* _WORK TO BE COMPLETED_:
Copy out every line from the records that includes "push".

[GIVEN DATA — start]

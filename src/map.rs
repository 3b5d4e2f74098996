// Map search & selection controller: binds the applied query, the filtered
// product list, the marker layer, the camera and the detail-panel selection.
pub mod controller;
pub mod host;
pub mod markers;
pub mod search;
pub mod selection;
pub mod surface;
pub mod viewport;

pub use controller::{MapController, MapEvent};
pub use surface::{BoundsFit, Flight, MapSurface, MarkerHandle};
pub use viewport::CameraPolicy;
use eframe::egui;

use crate::map::MapEvent;
use crate::map::search::SearchInput;

/// Search field with submit/clear buttons and suggestion chips. Typing only
/// edits the local text; events are queued for the controller.
pub fn show(ui: &mut egui::Ui, search: &mut SearchInput, suggestions: &[String], events: &mut Vec<MapEvent>) {
    ui.horizontal(|ui| {
        let clear_width = if search.local().is_empty() && search.applied().is_empty() { 0.0 } else { 28.0 };
        let edit = egui::TextEdit::singleline(search.local_mut())
            .hint_text("Tìm nông sản, nông hộ, mã PUC...")
            .desired_width(ui.available_width() - 36.0 - clear_width);
        let response = ui.add(edit);

        if response.gained_focus() {
            events.push(MapEvent::FocusSearch);
        }
        if response.lost_focus() && ui.input(|i| i.key_pressed(egui::Key::Enter)) {
            events.push(MapEvent::Submit);
        }
        if ui.button("🔍").on_hover_text("Tìm").clicked() {
            events.push(MapEvent::Submit);
        }
        if clear_width > 0.0 && ui.button("✕").on_hover_text("Xóa").clicked() {
            events.push(MapEvent::ClearSearch);
        }
    });

    if search.suggestions_visible() && !suggestions.is_empty() {
        ui.add_space(4.0);
        ui.label(egui::RichText::new("Gợi ý").small().weak());
        ui.horizontal_wrapped(|ui| {
            for s in suggestions {
                if ui.button(s.as_str()).clicked() {
                    events.push(MapEvent::Suggestion(s.clone()));
                }
            }
        });
    }
}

[GIVEN DATA — finish]

* _EXERCISE RESPONSE_:
            events.push(MapEvent::FocusSearch);
            events.push(MapEvent::Submit);
            events.push(MapEvent::Submit);
            events.push(MapEvent::ClearSearch);
                    events.push(MapEvent::Suggestion(s.clone()));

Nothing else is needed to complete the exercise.